Exercise description - Only the lines holding "parsed" are wanted. Copy every one from the records below.

(Saved data entries)
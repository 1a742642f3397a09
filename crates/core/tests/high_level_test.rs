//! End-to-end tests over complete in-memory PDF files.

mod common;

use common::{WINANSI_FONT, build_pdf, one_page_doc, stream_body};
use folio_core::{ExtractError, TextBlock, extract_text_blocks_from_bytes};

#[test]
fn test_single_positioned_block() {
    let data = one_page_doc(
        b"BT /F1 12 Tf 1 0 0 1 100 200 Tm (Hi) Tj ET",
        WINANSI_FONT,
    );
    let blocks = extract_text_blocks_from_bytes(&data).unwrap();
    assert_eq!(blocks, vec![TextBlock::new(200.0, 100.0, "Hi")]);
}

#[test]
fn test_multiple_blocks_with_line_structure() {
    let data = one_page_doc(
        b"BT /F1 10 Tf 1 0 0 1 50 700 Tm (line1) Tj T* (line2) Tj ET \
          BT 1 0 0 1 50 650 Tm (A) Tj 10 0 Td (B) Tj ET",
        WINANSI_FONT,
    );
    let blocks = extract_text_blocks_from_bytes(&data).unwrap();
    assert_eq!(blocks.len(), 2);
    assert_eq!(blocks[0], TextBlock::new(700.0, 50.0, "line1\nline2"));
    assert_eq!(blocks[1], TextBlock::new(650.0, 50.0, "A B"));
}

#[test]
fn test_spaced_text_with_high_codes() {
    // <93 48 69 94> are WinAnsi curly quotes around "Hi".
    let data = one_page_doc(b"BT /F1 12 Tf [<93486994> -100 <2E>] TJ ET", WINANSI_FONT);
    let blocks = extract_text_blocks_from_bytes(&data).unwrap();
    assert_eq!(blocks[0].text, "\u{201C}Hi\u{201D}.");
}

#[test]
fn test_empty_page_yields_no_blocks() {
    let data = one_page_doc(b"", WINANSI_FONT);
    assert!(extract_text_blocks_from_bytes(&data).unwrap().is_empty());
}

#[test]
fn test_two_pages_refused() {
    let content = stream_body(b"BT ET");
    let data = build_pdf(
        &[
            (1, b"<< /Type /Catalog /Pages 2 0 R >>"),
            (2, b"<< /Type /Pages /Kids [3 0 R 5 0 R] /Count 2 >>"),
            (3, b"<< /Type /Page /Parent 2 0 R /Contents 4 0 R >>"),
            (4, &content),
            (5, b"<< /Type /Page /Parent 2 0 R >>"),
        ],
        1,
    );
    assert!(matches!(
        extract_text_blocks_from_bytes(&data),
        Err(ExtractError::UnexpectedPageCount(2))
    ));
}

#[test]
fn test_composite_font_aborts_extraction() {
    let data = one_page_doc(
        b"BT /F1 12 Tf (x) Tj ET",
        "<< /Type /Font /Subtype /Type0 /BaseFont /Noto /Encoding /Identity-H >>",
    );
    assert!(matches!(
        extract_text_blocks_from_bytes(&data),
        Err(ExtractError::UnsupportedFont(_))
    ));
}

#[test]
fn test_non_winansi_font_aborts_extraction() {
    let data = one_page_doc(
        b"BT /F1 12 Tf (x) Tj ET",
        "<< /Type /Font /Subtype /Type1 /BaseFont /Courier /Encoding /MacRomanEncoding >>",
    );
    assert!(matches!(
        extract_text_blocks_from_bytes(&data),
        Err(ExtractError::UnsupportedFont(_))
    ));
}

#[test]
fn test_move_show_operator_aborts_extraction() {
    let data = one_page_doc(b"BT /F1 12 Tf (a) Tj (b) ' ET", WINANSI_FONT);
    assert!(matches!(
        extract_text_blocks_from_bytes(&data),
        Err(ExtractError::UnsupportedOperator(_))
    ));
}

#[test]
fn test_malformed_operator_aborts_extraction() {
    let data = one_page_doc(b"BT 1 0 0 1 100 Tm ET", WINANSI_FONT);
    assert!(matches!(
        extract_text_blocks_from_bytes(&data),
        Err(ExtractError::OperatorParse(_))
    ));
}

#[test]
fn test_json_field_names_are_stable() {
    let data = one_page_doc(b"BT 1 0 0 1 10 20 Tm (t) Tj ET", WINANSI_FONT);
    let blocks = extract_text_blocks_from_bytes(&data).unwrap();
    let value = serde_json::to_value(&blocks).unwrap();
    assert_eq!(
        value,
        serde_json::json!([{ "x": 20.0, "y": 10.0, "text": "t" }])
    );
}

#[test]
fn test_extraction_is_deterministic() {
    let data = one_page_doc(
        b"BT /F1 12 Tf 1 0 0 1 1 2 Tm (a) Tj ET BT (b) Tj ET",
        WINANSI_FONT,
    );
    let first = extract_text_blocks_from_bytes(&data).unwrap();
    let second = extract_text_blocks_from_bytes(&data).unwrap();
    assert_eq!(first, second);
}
---
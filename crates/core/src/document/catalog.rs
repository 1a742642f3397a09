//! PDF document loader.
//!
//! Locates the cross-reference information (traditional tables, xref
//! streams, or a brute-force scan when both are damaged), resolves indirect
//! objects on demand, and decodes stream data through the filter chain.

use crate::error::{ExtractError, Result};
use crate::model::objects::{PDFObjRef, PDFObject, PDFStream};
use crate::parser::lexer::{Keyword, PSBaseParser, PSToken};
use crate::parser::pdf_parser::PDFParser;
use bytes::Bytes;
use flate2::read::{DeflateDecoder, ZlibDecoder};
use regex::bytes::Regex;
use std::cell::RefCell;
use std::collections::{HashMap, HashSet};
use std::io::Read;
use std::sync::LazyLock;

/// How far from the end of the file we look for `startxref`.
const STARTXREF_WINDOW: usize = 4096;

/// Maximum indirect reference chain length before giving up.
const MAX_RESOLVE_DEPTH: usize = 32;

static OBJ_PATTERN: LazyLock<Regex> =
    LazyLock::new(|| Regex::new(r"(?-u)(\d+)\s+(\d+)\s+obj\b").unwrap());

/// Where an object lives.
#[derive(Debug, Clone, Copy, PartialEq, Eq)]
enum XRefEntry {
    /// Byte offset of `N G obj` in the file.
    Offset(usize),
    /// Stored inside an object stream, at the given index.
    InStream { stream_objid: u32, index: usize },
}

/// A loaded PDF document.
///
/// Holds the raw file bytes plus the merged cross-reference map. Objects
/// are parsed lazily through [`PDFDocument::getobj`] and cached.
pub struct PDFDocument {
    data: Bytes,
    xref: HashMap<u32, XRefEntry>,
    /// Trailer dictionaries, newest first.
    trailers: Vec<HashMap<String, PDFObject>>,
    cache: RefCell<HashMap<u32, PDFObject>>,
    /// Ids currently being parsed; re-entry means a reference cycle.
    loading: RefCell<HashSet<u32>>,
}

Result for this task -
/// are parsed lazily through [`PDFDocument::getobj`] and cached.
    /// Ids currently being parsed; re-entry means a reference cycle.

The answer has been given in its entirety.